In discussing Francophone Algerian literature, Ford follows a chronological approach. Chapter One studies testimonial novels by authors such as Rachid Mimouni. Written in realism, Mimouni’s novels, like Rachid Boujedra’s, have been behind instituting the binary and reductive approach. To their credit, Assia Djebar and Maïssa Bey practised restraint, specifying that they prefer not to subscribe to either representation or testimony.
Chapter Two explores the writings of Salim Bachi as the latter recourses to myth, a promising mode of writing that breaks with Mimouni’s testimonial fiction. The mythical undertaking registers his embrace for historical readings of the Black Decade. But 9/11 sees him falling on the trope of the clash of civilizations.
Chapter Three focuses on imaginative outputs by Habib Ayoub. Here grotesque renditions of leaders deconstruct the ways ordinary Algerians become complicit in orchestrating their own apolitical lives. Both leaders and the subaltern equally evoke the language of heroism besetting the war of independence.
Chapter Four examines Kamel Daoud’s Meursault, contre-enquête and finds that contrary to the nuanced approach besetting the work, the framing of the work and its reception by heavy French media and the polemics marking Daoud’s journalistic writings have been behind a resurgence of the old binary lenses.
Chapter Five reviews Mustapha Benfodil’s Archéologie du chaos (amoureux).
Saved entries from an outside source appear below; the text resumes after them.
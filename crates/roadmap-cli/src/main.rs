//! roadmap CLI: take the placement self-assessment and manage results.

use std::path::PathBuf;
use std::process;

use clap::{Parser, Subcommand};
use tracing_subscriber::EnvFilter;

mod commands;

#[derive(Parser)]
#[command(
    name = "roadmap",
    version,
    about = "Self-assessment placement for the CS Expert Roadmap"
)]
struct Cli {
    #[command(subcommand)]
    command: Commands,
}

#[derive(Subcommand)]
enum Commands {
    /// Score a set of answers and recommend a starting stage
    Score {
        /// Assessment TOML file (default: configured or built-in assessment)
        #[arg(long)]
        assessment: Option<PathBuf>,

        /// JSON answers file: {"0": 2, "3": 1} or [2, 1, 0, ...]
        #[arg(long)]
        answers: Option<PathBuf>,

        /// Inline answer as question=option (repeatable, overrides --answers)
        #[arg(long = "answer", value_name = "QUESTION=OPTION")]
        answer: Vec<String>,

        /// Selection strategy: weighted, conservative
        #[arg(long)]
        strategy: Option<String>,

        /// Output directory for the saved record
        #[arg(long)]
        output: Option<PathBuf>,

        /// Output format: text, json
        #[arg(long, default_value = "text")]
        format: String,

        /// Print only, do not save a record
        #[arg(long)]
        no_save: bool,

        /// Config file path
        #[arg(long)]
        config: Option<PathBuf>,
    },

    /// Redisplay a saved recommendation record
    Show {
        /// Record JSON file
        #[arg(long)]
        record: PathBuf,

        /// Output format: text, json
        #[arg(long, default_value = "text")]
        format: String,
    },

    /// Compare two saved records
    Compare {
        /// Earlier record JSON
        #[arg(long)]
        baseline: PathBuf,

        /// Later record JSON
        #[arg(long)]
        current: PathBuf,

        /// Exit code 1 if any domain dropped a level
        #[arg(long)]
        fail_on_regression: bool,

        /// Output format: text, json, markdown
        #[arg(long, default_value = "text")]
        format: String,
    },

    /// List the questions of an assessment
    Questions {
        /// Assessment TOML file (default: configured or built-in assessment)
        #[arg(long)]
        assessment: Option<PathBuf>,

        /// Config file path
        #[arg(long)]
        config: Option<PathBuf>,
    },

    /// Validate assessment TOML files
    Validate {
        /// Path to assessment file or directory
        #[arg(long)]
        assessment: PathBuf,
    },

    /// Create starter config and the reference assessment file
    Init,
}

fn main() {
    tracing_subscriber::fmt()
        .with_writer(std::io::stderr)
        .with_env_filter(
            EnvFilter::try_from_default_env().unwrap_or_else(|_| EnvFilter::new("roadmap=info")),
        )
        .init();

    let cli = Cli::parse();

    let result = match cli.command {
        Commands::Score {
            assessment,
            answers,
            answer,
            strategy,
            output,
            format,
            no_save,
            config,
        } => commands::score::execute(commands::score::ScoreArgs {
            assessment,
            answers,
            answer,
            strategy,
            output,
            format,
            no_save,
            config,
        }),
        Commands::Show { record, format } => commands::show::execute(record, format),
        Commands::Compare {
            baseline,
            current,
            fail_on_regression,
            format,
        } => commands::compare::execute(baseline, current, fail_on_regression, format),
        Commands::Questions { assessment, config } => {
            commands::questions::execute(assessment, config)
        }
        Commands::Validate { assessment } => commands::validate::execute(assessment),
        Commands::Init => commands::init::execute(),
    };

    if let Err(e) = result {
        eprintln!("Error: {e:#}");
        process::exit(1);
    }
}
Fords find this work a bold statement elucidating its author’s dissatisfaction with the testimonial mode and his radical disentangling from simplistic reading. Ford assumes that conceptual experimentations such as ‘wild readings’ or les lectures sauvages do reverse political power because complicity with the powers that be is thought to be rooted in mistaken readings.
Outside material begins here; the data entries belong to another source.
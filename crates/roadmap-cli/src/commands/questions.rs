//! The `roadmap questions` command.

use std::path::PathBuf;

use anyhow::Result;
use comfy_table::{Cell, Table};

use roadmap_core::config::load_config_from;

pub fn execute(assessment_path: Option<PathBuf>, config_path: Option<PathBuf>) -> Result<()> {
    let config = load_config_from(config_path.as_deref())?;
    let assessment = config.load_assessment(assessment_path.as_deref())?;

    let mut table = Table::new();
    table.set_header(vec!["#", "Domain", "Weight", "Question", "Options (0 / 1 / 2)"]);

    for (index, q) in assessment.bank.iter().enumerate() {
        let options = q
            .options
            .iter()
            .enumerate()
            .map(|(i, label)| format!("{i}) {label}"))
            .collect::<Vec<_>>()
            .join("\n");
        table.add_row(vec![
            Cell::new(index),
            Cell::new(q.domain.label()),
            Cell::new(q.weight),
            Cell::new(&q.prompt),
            Cell::new(options),
        ]);
    }

    println!("{} ({} questions)", assessment.name, assessment.bank.len());
    println!("{table}");
    println!("\nAnswer with: roadmap score --answer <#>=<option> ... or --answers answers.json");

    Ok(())
}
The transition of the Algerian novel that addresses the Black Decade from the realist to the mythical to the grotesque to quasi-historical to the modernist mode of expression illustrates promising progress. Undoing the complicity of oppositional discourses with the status quo can only be possible through undoing the binary matrix that has stigmatized both the practices of power and society throughout the Black Decade and since.
Ford seems to be in awe of Benfodil’s experimentations and is somehow satisfied with the overall evolution of Francophone Algerian authors’ perception of what took place during the 1990s. Perhaps, he should read these experimentations for what they are: mere lexical excitations. Benfodil’s spectacled readings cannot allow him to fundamentally grasp the Black Decade or even the hirak of February 2019 as a class struggle. Grappling with Daoud’s fiction and journalism remains a promising path for approximating that struggle irrespective of media framings.
Fouad Mami
Professor of English
University Ahmed Draia—Adrar, Algeria.